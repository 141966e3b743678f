//! Message handlers for the selector.
//!
//! Each handler processes a specific category of messages,
//! keeping the main `SelectorApp::update` function clean and organized.

use crate::keybindings::{Key, KeyAction, KeyBindings};
use crate::message::{FeedbackMessage, ModalMessage};
use crate::model::{FeedbackError, FeedbackList, FeedbackLog};

/// Result of a successful feedback edit.
#[derive(Debug, Clone, Copy, PartialEq, Eq)]
pub enum FeedbackChange {
    AddedVideo,
    AddedPhoto,
    Removed(FeedbackList),
}

impl FeedbackChange {
    /// Toast shown after the change.
    pub fn message(&self) -> &'static str {
        match self {
            FeedbackChange::AddedVideo => "Sugerencia de video agregada",
            FeedbackChange::AddedPhoto => "Sugerencia de foto agregada",
            FeedbackChange::Removed(_) => "Sugerencia eliminada",
        }
    }
}

/// Handle feedback form messages.
///
/// On error the log is left untouched.
pub fn handle_feedback(
    msg: FeedbackMessage,
    feedback: &mut FeedbackLog,
    catalog_size: usize,
) -> Result<FeedbackChange, FeedbackError> {
    match msg {
        FeedbackMessage::AddVideo { minute, change } => {
            feedback.add_video(&minute, &change)?;
            Ok(FeedbackChange::AddedVideo)
        }
        FeedbackMessage::AddPhoto { number, change } => {
            feedback.add_photo(&number, &change, catalog_size)?;
            Ok(FeedbackChange::AddedPhoto)
        }
        FeedbackMessage::Remove(list, index) => {
            feedback.remove(list, index)?;
            Ok(FeedbackChange::Removed(list))
        }
    }
}

/// Translate a key press into a modal message.
///
/// Keys are ignored while the modal is closed.
pub fn handle_key(key: Key, bindings: &KeyBindings, modal_open: bool) -> Option<ModalMessage> {
    if !modal_open {
        return None;
    }
    let action = bindings.action_for_key(key)?;
    log::debug!("⌨️ {:?} -> {:?}", key, action);
    Some(match action {
        KeyAction::Close => ModalMessage::Close,
        KeyAction::Save => ModalMessage::Save,
        KeyAction::Navigate(direction) => ModalMessage::Navigate(direction),
        KeyAction::Toggle(category) => ModalMessage::Toggle(category),
    })
}

#[cfg(test)]
mod tests {
    use super::*;
    use crate::model::Category;
    use crate::state::Direction;

    #[test]
    fn test_feedback_add_and_remove() {
        let mut feedback = FeedbackLog::new();
        let change = handle_feedback(
            FeedbackMessage::AddPhoto {
                number: "4".to_string(),
                change: "más luz".to_string(),
            },
            &mut feedback,
            5,
        );
        assert_eq!(change, Ok(FeedbackChange::AddedPhoto));

        let change = handle_feedback(
            FeedbackMessage::Remove(FeedbackList::Photos, 0),
            &mut feedback,
            5,
        );
        assert_eq!(change, Ok(FeedbackChange::Removed(FeedbackList::Photos)));
        assert!(feedback.is_empty());
    }

    #[test]
    fn test_feedback_error_leaves_log_untouched() {
        let mut feedback = FeedbackLog::new();
        feedback.add_video("0:01", "a").unwrap();
        let before = feedback.clone();

        let result = handle_feedback(
            FeedbackMessage::AddVideo {
                minute: " ".to_string(),
                change: "b".to_string(),
            },
            &mut feedback,
            5,
        );
        assert_eq!(result, Err(FeedbackError::EmptyField));
        assert_eq!(feedback, before);
    }

    #[test]
    fn test_keys_ignored_when_closed() {
        let bindings = KeyBindings::default();
        assert_eq!(handle_key(Key::Escape, &bindings, false), None);
        assert_eq!(handle_key(Key::Escape, &bindings, true), Some(ModalMessage::Close));
        assert_eq!(
            handle_key(Key::ArrowRight, &bindings, true),
            Some(ModalMessage::Navigate(Direction::Next))
        );
        assert_eq!(
            handle_key(Key::Digit(2), &bindings, true),
            Some(ModalMessage::Toggle(Category::CajaUsb))
        );
    }
}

--

Please go line by line through the records above, copying each one that holds the string "Some".

## ANSWER SPACE:
    Some(match action {
        assert_eq!(handle_key(Key::Escape, &bindings, true), Some(ModalMessage::Close));
            Some(ModalMessage::Navigate(Direction::Next))
            Some(ModalMessage::Toggle(Category::CajaUsb))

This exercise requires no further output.